(Stored data entries)
/// Property-based tests for standings and pairing using proptest
///
/// These tests generate random match logs and check that ranking and
/// pairing hold their shape regardless of the log contents or its order.
use proptest::prelude::*;
use std::collections::HashSet;
use swiss_tournament::tournament::{
    ByePolicy, DRAW_POINTS, LOSS_POINTS, MatchResult, PlayerId, RosterEntry, WIN_POINTS,
    pairing::{pair_adjacent, select_bye},
    standings::{compute_standings, rank_order},
};

const MAX_PLAYERS: i64 = 12;

// One played match between two distinct players: 0 = a wins, 1 = b wins, 2 = draw
fn game_strategy() -> impl Strategy<Value = (PlayerId, PlayerId, u8)> {
    (1..=MAX_PLAYERS, 1..=MAX_PLAYERS, 0u8..3)
        .prop_filter("players must differ", |(a, b, _)| a != b)
}

// A roster with random active flags plus a result log over it
fn tournament_strategy() -> impl Strategy<Value = (Vec<RosterEntry>, Vec<MatchResult>)> {
    (
        prop::collection::vec(any::<bool>(), MAX_PLAYERS as usize),
        prop::collection::vec(game_strategy(), 0..40),
        prop::collection::vec(1..=MAX_PLAYERS, 0..4),
    )
        .prop_map(|(active, games, byes)| {
            let roster = active
                .into_iter()
                .enumerate()
                .map(|(i, active)| {
                    let player_id = i as PlayerId + 1;
                    RosterEntry {
                        player_id,
                        name: format!("player{player_id}"),
                        active,
                        bye_awarded: byes.contains(&player_id),
                    }
                })
                .collect();

            let mut results = Vec::new();
            let mut match_id = 0;
            for (a, b, kind) in games {
                match_id += 1;
                let (pa, pb) = match kind {
                    0 => (WIN_POINTS, LOSS_POINTS),
                    1 => (LOSS_POINTS, WIN_POINTS),
                    _ => (DRAW_POINTS, DRAW_POINTS),
                };
                results.push(MatchResult {
                    match_id,
                    player_id: a,
                    points_awarded: pa,
                });
                results.push(MatchResult {
                    match_id,
                    player_id: b,
                    points_awarded: pb,
                });
            }
            for player_id in byes {
                match_id += 1;
                results.push(MatchResult {
                    match_id,
                    player_id,
                    points_awarded: WIN_POINTS,
                });
            }

            (roster, results)
        })
}

// The same tournament with its result log in a second, permuted order
fn shuffled_tournament_strategy()
-> impl Strategy<Value = (Vec<RosterEntry>, Vec<MatchResult>, Vec<MatchResult>)> {
    tournament_strategy().prop_flat_map(|(roster, results)| {
        let shuffled = Just(results.clone()).prop_shuffle();
        (Just(roster), Just(results), shuffled)
    })
}

proptest! {
    #[test]
    fn test_standings_cover_exactly_the_active_players(
        (roster, results) in tournament_strategy(),
    ) {
        let standings = compute_standings(&roster, &results).unwrap();

        let expected: HashSet<PlayerId> = roster
            .iter()
            .filter(|e| e.active)
            .map(|e| e.player_id)
            .collect();
        let actual: HashSet<PlayerId> = standings.iter().map(|s| s.player_id).collect();
        prop_assert_eq!(standings.len(), expected.len());
        prop_assert_eq!(actual, expected);
    }

    #[test]
    fn test_standings_are_sorted((roster, results) in tournament_strategy()) {
        let standings = compute_standings(&roster, &results).unwrap();
        for pair in standings.windows(2) {
            prop_assert!(rank_order(&pair[0], &pair[1]).is_lt());
        }
    }

    #[test]
    fn test_points_match_the_log((roster, results) in tournament_strategy()) {
        let standings = compute_standings(&roster, &results).unwrap();
        for row in &standings {
            let points: i32 = results
                .iter()
                .filter(|r| r.player_id == row.player_id)
                .map(|r| r.points_awarded)
                .sum();
            let matches = results.iter().filter(|r| r.player_id == row.player_id).count();
            prop_assert_eq!(row.points, points);
            prop_assert_eq!(row.matches as usize, matches);
        }
    }

    #[test]
    fn test_result_order_does_not_matter(
        (roster, results, shuffled) in shuffled_tournament_strategy(),
    ) {
        let expected = compute_standings(&roster, &results).unwrap();
        let actual = compute_standings(&roster, &shuffled).unwrap();
        prop_assert_eq!(actual, expected);
    }

    #[test]
    fn test_pairing_partitions_active_players((roster, results) in tournament_strategy()) {
        let standings = compute_standings(&roster, &results).unwrap();
        let bye = select_bye(1, &standings, &roster, &results, ByePolicy::Cycle).unwrap();

        prop_assert_eq!(bye.is_some(), standings.len() % 2 == 1);

        let remaining: Vec<_> = standings
            .iter()
            .filter(|s| Some(s.player_id) != bye)
            .cloned()
            .collect();
        let pairings = pair_adjacent(&remaining).unwrap();
        prop_assert_eq!(pairings.len() * 2, remaining.len());

        let mut seen = HashSet::new();
        for pairing in &pairings {
            prop_assert_ne!(pairing.player_a, pairing.player_b);
            prop_assert!(seen.insert(pairing.player_a));
            prop_assert!(seen.insert(pairing.player_b));
        }
        if let Some(id) = bye {
            prop_assert!(!seen.contains(&id));
            seen.insert(id);
        }
        let active: HashSet<PlayerId> = standings.iter().map(|s| s.player_id).collect();
        prop_assert_eq!(seen, active);
    }

    #[test]
    fn test_bye_prefers_players_without_one((roster, results) in tournament_strategy()) {
        let standings = compute_standings(&roster, &results).unwrap();
        let bye = select_bye(1, &standings, &roster, &results, ByePolicy::Cycle).unwrap();
        let Some(bye) = bye else {
            return Ok(());
        };

        let has_bye = |id: PlayerId| roster.iter().any(|e| e.player_id == id && e.bye_awarded);
        let someone_eligible = standings.iter().any(|s| !has_bye(s.player_id));
        if someone_eligible {
            prop_assert!(!has_bye(bye));
            // nobody ranked below the recipient was eligible
            let position = standings.iter().position(|s| s.player_id == bye).unwrap();
            prop_assert!(standings[position + 1..].iter().all(|s| has_bye(s.player_id)));
        }
    }
}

* [TO DO] Please retype the data exactly as it stands, from its first line down to the line that contains "log over it", then stop.

* [ANSWER TO THIS TASK]
/// Property-based tests for standings and pairing using proptest
///
/// These tests generate random match logs and check that ranking and
/// pairing hold their shape regardless of the log contents or its order.
use proptest::prelude::*;
use std::collections::HashSet;
use swiss_tournament::tournament::{
    ByePolicy, DRAW_POINTS, LOSS_POINTS, MatchResult, PlayerId, RosterEntry, WIN_POINTS,
    pairing::{pair_adjacent, select_bye},
    standings::{compute_standings, rank_order},
};

const MAX_PLAYERS: i64 = 12;

// One played match between two distinct players: 0 = a wins, 1 = b wins, 2 = draw
fn game_strategy() -> impl Strategy<Value = (PlayerId, PlayerId, u8)> {
    (1..=MAX_PLAYERS, 1..=MAX_PLAYERS, 0u8..3)
        .prop_filter("players must differ", |(a, b, _)| a != b)
}

// A roster with random active flags plus a result log over it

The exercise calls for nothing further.